I laughed. “Don’t take it to heart. She’s at that age. Eye-rolling is sort of an automatic reaction to anything your dad says.”
That prompted a groan. “I’m not looking forward to the teenage years.”
“Maybe it won’t be so bad. I wasn’t a sassy teenager.”
“No?”
“No, but that might have been a reaction to Chloe. She was as sassy as they come, and I saw how my parents struggled. I think I was trying to be the anti-Chloe.” I sighed. “I was a pleaser.”
“You still are.”
I smiled. “But guess what?”
“What?”
“I talked to Maxima Radley, and it went really well. Then I went down to tell my parents about it.”
“And?”
“And I convinced them that if they really loved me, they would support me in this. I told them that I was doing this with or without their support, but I’d much prefer to have it.”
“What did they say?”
“My dad asked me some practical questions. My mother mostly gave me the silent treatment. But in the end, it was my father who talked her into easing up on me.”
“Really? How?”
“It was pretty incredible. He said he’d been thinking about it all last night and all day today. He reminded her of how her family—which was wealthy and old money—had treated her when she announced she wanted to marry a guy she’d met at college who ran a family farm up north. And how they told her it was beneath her to run an inn.
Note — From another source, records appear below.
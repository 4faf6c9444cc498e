//! Layer decompression.

use std::io;

use async_trait::async_trait;
use cask_core::error::Result;

use super::{commit_layer, convertible, rewrite_layer, LayerConvertFunc, Rewrite};
use crate::context::OpContext;
use crate::descriptor::Descriptor;
use crate::digest::DigestingReader;
use crate::media::{self, Compression};
use crate::store::ContentStore;

/// Rewrites compressed layers as plain tar.
pub struct Uncompress;

#[async_trait]
impl LayerConvertFunc for Uncompress {
    async fn convert(
        &self,
        cs: &dyn ContentStore,
        ctx: &OpContext,
        desc: &Descriptor,
    ) -> Result<Option<Descriptor>> {
        if !convertible(desc) || media::compression(&desc.media_type) == Compression::Uncompressed {
            return Ok(None);
        }
        let layer = rewrite_layer(cs, ctx, desc, |reader, out| {
            let mut reader = DigestingReader::new(reader);
            io::copy(&mut reader, out)?;
            let (diff_id, _) = reader.finish()?;
            Ok(Rewrite::plain(diff_id))
        })
        .await?;
        let media_type = media::with_compression(&desc.media_type, Compression::Uncompressed);
        commit_layer(cs, ctx, desc, media_type, layer).await.map(Some)
    }
}

#[cfg(test)]
mod tests {
    use super::*;
    use std::collections::BTreeMap;
    use tempfile::TempDir;

    use crate::compression;
    use crate::convert::tests::{layer_tar, test_client};
    use crate::labels;
    use crate::store::write_blob;

    #[tokio::test]
    async fn test_uncompress_gzip_layer() {
        let tmp = TempDir::new().unwrap();
        let client = test_client(&tmp);
        let ctx = client.context();
        let tar = layer_tar(&[("etc/hostname", b"box\n")]);
        let gz = compression::gzip_all(&tar).unwrap();
        let src = Descriptor::of(media::OCI_LAYER_GZIP, &gz);
        write_blob(client.content(), &ctx, &src, &gz, BTreeMap::new()).await.unwrap();

        let out = Uncompress
            .convert(client.content(), &ctx, &src)
            .await
            .unwrap()
            .unwrap();
        assert_eq!(out.media_type, media::OCI_LAYER);
        assert_eq!(out.digest, crate::digest::sha256_of(&tar));
        assert_eq!(out.size, tar.len() as u64);
        let info = client.content().info(&ctx, &out.digest).await.unwrap();
        assert_eq!(info.labels.get(labels::UNCOMPRESSED), Some(&out.digest));
    }

    #[tokio::test]
    async fn test_uncompressed_layer_is_left_alone() {
        let tmp = TempDir::new().unwrap();
        let client = test_client(&tmp);
        let ctx = client.context();
        let src = Descriptor::of(media::OCI_LAYER, b"not read");
        assert!(Uncompress.convert(client.content(), &ctx, &src).await.unwrap().is_none());
        let config = Descriptor::of(media::OCI_CONFIG, b"{}");
        assert!(Uncompress.convert(client.content(), &ctx, &config).await.unwrap().is_none());
    }
}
And how everyone told them they were crazy to buy more land and plant a vineyard.” I felt my throat getting tight as I described the next part. “Then he took her hand and reminded her how they’d always agreed that raising children was the hardest, most important job they’d ever do … but that the job was over. That even though they’re still parents, their children were all grown, and they had to trust that they’d raised smart, kind, responsible people unafraid to face the world and chase their dreams. Otherwise, he said, they’d have failed.”
“Wow. How’d she take it?”
“She shed a few tears. But in the end, she came around. She admitted that maybe her clinging to me had more to do with herself than with me. Her identity for so many years has been wrapped up in being an overprotective mother. Once that’s gone, she fears feeling lost. She doesn’t know what the next phase of her life is supposed to look like.”
He was silent a moment. “I can relate to that.”
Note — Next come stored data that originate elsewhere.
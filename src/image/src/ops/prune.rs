//! Pruning unused images.

use std::io::BufRead;

use cask_core::error::{CaskError, Result};
use chrono::Utc;

use crate::client::Client;
use crate::context::OpContext;
use crate::filter::{is_dangling, FilterSpec, PRUNE_FILTERS};
use crate::graph;
use crate::manifest::ConfigExt;
use crate::platform::MatchComparer;
use crate::store::GcReport;
use crate::streams::IoStreams;

use super::remove::{delete_image, ContainerLookup};

#[derive(Debug, Clone, Default)]
pub struct PruneOptions {
    /// Remove every image no container uses, not only dangling ones.
    pub all: bool,
    /// Skip the confirmation prompt.
    pub force: bool,
    pub filters: Vec<String>,
}

/// Remove dangling (or, with `all`, unused) images, then collect garbage.
/// Returns `None` when the prompt was declined.
pub async fn prune(
    client: &Client,
    ctx: &OpContext,
    streams: &IoStreams,
    lookup: &dyn ContainerLookup,
    opts: &PruneOptions,
) -> Result<Option<GcReport>> {
    let spec = FilterSpec::parse(&opts.filters, PRUNE_FILTERS)?;
    if !opts.force && !confirm(streams, opts.all).await? {
        return Ok(None);
    }
    let filters = spec.resolve(client, ctx, Utc::now()).await?;
    let containers = lookup.containers(ctx).await?;

    let mut lines = Vec::new();
    for image in client.images().list(ctx, &[]).await? {
        ctx.check()?;
        let configs = match graph::manifests_for(client.content(), ctx, &image.target, &MatchComparer::all()).await {
            Ok(m) => m,
            Err(e) => {
                tracing::warn!(image = %image.name, error = %e, "Unable to enumerate image rootfs");
                Vec::new()
            }
        };
        let config_digest = configs.first().map(|pm| pm.config_desc.digest.as_str());
        let config_labels = configs.first().map(|pm| pm.config.config_labels()).unwrap_or_default();

        if !filters.matches(&image, &config_labels, config_digest) {
            continue;
        }
        if opts.all {
            if containers.iter().any(|c| c.uses(&image)) {
                continue;
            }
        } else if !is_dangling(&image, config_digest) {
            continue;
        }
        lines.extend(delete_image(client, ctx, &image).await?);
    }
    super::emit(&streams.stdout, &lines)?;

    let report = client.gc(ctx).await?;
    tracing::info!(
        blobs = report.blobs_removed,
        snapshots = report.snapshots_removed,
        bytes = report.bytes_reclaimed,
        "Pruned images"
    );
    Ok(Some(report))
}

async fn confirm(streams: &IoStreams, all: bool) -> Result<bool> {
    let warning = if all {
        "WARNING! This will remove all images without at least one container associated to them."
    } else {
        "WARNING! This will remove all dangling images."
    };
    streams.stdout.line(warning)?;
    let mut out = streams.stdout.clone();
    std::io::Write::write_all(&mut out, b"Are you sure you want to continue? [y/N] ")?;
    std::io::Write::flush(&mut out)?;

    let stdin = streams.stdin.clone();
    let answer = tokio::task::spawn_blocking(move || -> std::io::Result<String> {
        let mut line = String::new();
        std::io::BufReader::new(stdin).read_line(&mut line)?;
        Ok(line)
    })
    .await
    .map_err(|e| CaskError::Other(format!("prompt task failed: {e}")))??;
    Ok(matches!(answer.trim().to_ascii_lowercase().as_str(), "y" | "yes"))
}

#[cfg(test)]
mod tests {
    use super::*;
    use tempfile::TempDir;

    use crate::convert::tests::{docker_image, layer_tar, test_client};
    use crate::labels;
    use crate::ops::remove::{ContainerUse, NoContainers};
    use crate::store::ImageRecord;

    #[tokio::test]
    async fn test_prune_dangling_only() {
        let tmp = TempDir::new().unwrap();
        let client = test_client(&tmp);
        let ctx = client.context();
        let kept = docker_image(&client, &ctx, "docker.io/library/kept:1", &[layer_tar(&[("a", b"a")])]).await;
        let dangling = docker_image(&client, &ctx, "docker.io/library/tmp:1", &[layer_tar(&[("b", b"b")])]).await;
        client.images().delete(&ctx, &dangling.name).await.unwrap();
        client
            .images()
            .create(&ctx, ImageRecord::new(dangling.target.digest.clone(), dangling.target.clone()))
            .await
            .unwrap();

        let (streams, out, _) = IoStreams::buffered(b"");
        let opts = PruneOptions {
            force: true,
            ..Default::default()
        };
        let report = prune(&client, &ctx, &streams, &NoContainers, &opts).await.unwrap().unwrap();
        assert!(report.blobs_removed > 0);
        assert!(out.text().contains(&format!("Untagged: {0}@{0}", dangling.target.digest)));

        let left = client.images().list(&ctx, &[]).await.unwrap();
        assert_eq!(left.len(), 1);
        assert_eq!(left[0].name, kept.name);
    }

    #[tokio::test]
    async fn test_cri_image_named_by_config_is_not_dangling() {
        let tmp = TempDir::new().unwrap();
        let client = test_client(&tmp);
        let ctx = client.context();
        let image = docker_image(&client, &ctx, "docker.io/library/app:1", &[layer_tar(&[("a", b"a")])]).await;
        let pm = graph::manifests_for(client.content(), &ctx, &image.target, &MatchComparer::all())
            .await
            .unwrap()
            .remove(0);
        let mut cri = ImageRecord::new(pm.config_desc.digest.clone(), image.target.clone());
        cri.labels.insert(labels::CRI_MANAGED.to_string(), "managed".to_string());
        client.images().create(&ctx, cri).await.unwrap();

        let (streams, _, _) = IoStreams::buffered(b"");
        let opts = PruneOptions {
            force: true,
            ..Default::default()
        };
        prune(&client, &ctx, &streams, &NoContainers, &opts).await.unwrap();
        assert_eq!(client.images().list(&ctx, &[]).await.unwrap().len(), 2);
    }

    #[tokio::test]
    async fn test_prune_all_skips_used_and_honors_prompt() {
        let tmp = TempDir::new().unwrap();
        let client = test_client(&tmp);
        let ctx = client.context();
        docker_image(&client, &ctx, "docker.io/library/used:1", &[layer_tar(&[("a", b"a")])]).await;
        docker_image(&client, &ctx, "docker.io/library/unused:1", &[layer_tar(&[("b", b"b")])]).await;
        struct Used;
        #[async_trait::async_trait]
        impl ContainerLookup for Used {
            async fn containers(&self, _ctx: &OpContext) -> Result<Vec<ContainerUse>> {
                Ok(vec![ContainerUse {
                    id: "c1".to_string(),
                    image: "docker.io/library/used:1".to_string(),
                    running: false,
                }])
            }
        }

        let opts = PruneOptions {
            all: true,
            ..Default::default()
        };
        let (streams, _, _) = IoStreams::buffered(b"n\n");
        assert!(prune(&client, &ctx, &streams, &Used, &opts).await.unwrap().is_none());
        assert_eq!(client.images().list(&ctx, &[]).await.unwrap().len(), 2);

        let (streams, out, _) = IoStreams::buffered(b"y\n");
        prune(&client, &ctx, &streams, &Used, &opts).await.unwrap().unwrap();
        assert!(out.text().contains("Untagged: docker.io/library/unused:1@"));
        let left = client.images().list(&ctx, &[]).await.unwrap();
        assert_eq!(left.len(), 1);
        assert_eq!(left[0].name, "docker.io/library/used:1");
    }

    #[tokio::test]
    async fn test_until_filter_keeps_recent_images() {
        let tmp = TempDir::new().unwrap();
        let client = test_client(&tmp);
        let ctx = client.context();
        docker_image(&client, &ctx, "docker.io/library/app:1", &[layer_tar(&[("a", b"a")])]).await;

        let (streams, out, _) = IoStreams::buffered(b"");
        let opts = PruneOptions {
            all: true,
            force: true,
            filters: vec!["until=12h".to_string()],
        };
        prune(&client, &ctx, &streams, &NoContainers, &opts).await.unwrap().unwrap();
        assert!(out.text().is_empty());
        assert_eq!(client.images().list(&ctx, &[]).await.unwrap().len(), 1);

        tokio::time::sleep(std::time::Duration::from_millis(20)).await;
        let (streams, out, _) = IoStreams::buffered(b"");
        let opts = PruneOptions {
            filters: vec!["until=10ms".to_string()],
            ..opts
        };
        prune(&client, &ctx, &streams, &NoContainers, &opts).await.unwrap().unwrap();
        assert!(out.text().contains("Untagged: docker.io/library/app:1@"));
        assert!(client.images().list(&ctx, &[]).await.unwrap().is_empty());
    }

    #[tokio::test]
    async fn test_rejects_list_only_filters() {
        let tmp = TempDir::new().unwrap();
        let client = test_client(&tmp);
        let (streams, _, _) = IoStreams::buffered(b"");
        let opts = PruneOptions {
            force: true,
            filters: vec!["dangling=true".to_string()],
            ..Default::default()
        };
        let err = prune(&client, &client.context(), &streams, &NoContainers, &opts)
            .await
            .unwrap_err();
        assert!(err.is(cask_core::ErrorKind::InvalidArgument));
    }
}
“My dad told her it can look like anything she wants it to. He said maybe they should stop talking about traveling more and do it. Enjoy the years they’ve got left while they still feel young enough.”
“What did she say?”
I laughed. “She said three things. One, she’d love to travel more, especially to see her grandchildren. Two, she said it only works if he agrees to step back from work a bit, so he should really get a plan in place for his retirement. And three, she said she wants more grandchildren in her life. Then she gave me a look.”
“A look? What kind of look?”
“A look that says, Is there any hope of you giving me a grandchild in the future?”
He coughed. “You’ve got three other sisters. How come the pressure’s all on you?”
“I don’t know. Maybe she figures April would have started a family if she’d wanted one by now? Or that Meg is too much of a career woman? Or that Chloe can’t be trusted to raise kids that aren’t little hellions like she was?”
“Do you even want kids?”
“Oh, definitely,” I said. “I’ve always wanted them. And I’ve asked the doctor if there’s any reason I might have a difficult time because of my heart, and he said no. I can absolutely have kids.”
“That’s … that’s good.”
I smiled, because I could hear the anxiety in his voice. “Don’t worry. I’m not in a rush.”
He laughed. “That’s even better.”
I filled him in on the details of my conversation with Maxima, and told him that I was waiting on her to get back to me about meeting Natalie Haas, owner of Coffee Darling.
“Oh yeah, I know that place. I think she was a Nixon. Sylvia and I graduated with her older sister, Jillian.”